* Directions
Once you reach the line holding "pub fn check_request(method: &Method, headers: &HeaderMap)", write out that line and every later one exactly, ending with the last line of the data; write nothing else.

* Material to process
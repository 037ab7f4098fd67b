use axum::{
    extract::{Request, State},
    http::{HeaderMap, Method, header::AUTHORIZATION},
    middleware::Next,
    response::Response,
};
use axum_extra::extract::CookieJar;

use super::auth::SESSION_COOKIE;
use crate::error::AppError;
use crate::state::AppState;

/// Readable cookie holding the anti-forgery token.
pub const CSRF_COOKIE: &str = "csrftoken";
/// Header browser clients echo the token in.
pub const CSRF_HEADER: &str = "x-csrf-token";

/// Fresh random token, hex encoded.
pub fn generate_token() -> String {
    hex::encode(rand::random::<[u8; 32]>())
}

fn is_safe(method: &Method) -> bool {
    matches!(
        *method,
        Method::GET | Method::HEAD | Method::OPTIONS | Method::TRACE
    )
}

fn tokens_match(a: &str, b: &str) -> bool {
    a.len() == b.len()
        && a.bytes()
            .zip(b.bytes())
            .fold(0u8, |acc, (x, y)| acc | (x ^ y))
            == 0
}

/// Whether a request must carry a matching `X-CSRF-Token`.
///
/// Only unsafe requests that rely on the session cookie are checked; bearer-token
/// clients cannot be driven by a third-party page.
pub fn check_request(method: &Method, headers: &HeaderMap) -> Result<(), AppError> {
    if is_safe(method) || headers.contains_key(AUTHORIZATION) {
        return Ok(());
    }
    let jar = CookieJar::from_headers(headers);
    if jar.get(SESSION_COOKIE).is_none() {
        return Ok(());
    }
    let expected = jar.get(CSRF_COOKIE).map(|c| c.value()).unwrap_or_default();
    let supplied = headers
        .get(CSRF_HEADER)
        .and_then(|v| v.to_str().ok())
        .unwrap_or_default();
    if !expected.is_empty() && tokens_match(expected, supplied) {
        Ok(())
    } else {
        Err(AppError::CsrfFailed)
    }
}

/// Middleware enforcing [`check_request`] when CSRF protection is enabled.
pub async fn enforce_csrf(
    State(state): State<AppState>,
    request: Request,
    next: Next,
) -> Result<Response, AppError> {
    if state.config.auth.csrf_protection {
        check_request(request.method(), request.headers()).inspect_err(|_| {
            tracing::warn!(method = %request.method(), path = %request.uri().path(), "CSRF check failed");
        })?;
    }
    Ok(next.run(request).await)
}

* Answer section
pub fn check_request(method: &Method, headers: &HeaderMap) -> Result<(), AppError> {
    if is_safe(method) || headers.contains_key(AUTHORIZATION) {
        return Ok(());
    }
    let jar = CookieJar::from_headers(headers);
    if jar.get(SESSION_COOKIE).is_none() {
        return Ok(());
    }
    let expected = jar.get(CSRF_COOKIE).map(|c| c.value()).unwrap_or_default();
    let supplied = headers
        .get(CSRF_HEADER)
        .and_then(|v| v.to_str().ok())
        .unwrap_or_default();
    if !expected.is_empty() && tokens_match(expected, supplied) {
        Ok(())
    } else {
        Err(AppError::CsrfFailed)
    }
}

/// Middleware enforcing [`check_request`] when CSRF protection is enabled.
pub async fn enforce_csrf(
    State(state): State<AppState>,
    request: Request,
    next: Next,
) -> Result<Response, AppError> {
    if state.config.auth.csrf_protection {
        check_request(request.method(), request.headers()).inspect_err(|_| {
            tracing::warn!(method = %request.method(), path = %request.uri().path(), "CSRF check failed");
        })?;
    }
    Ok(next.run(request).await)
}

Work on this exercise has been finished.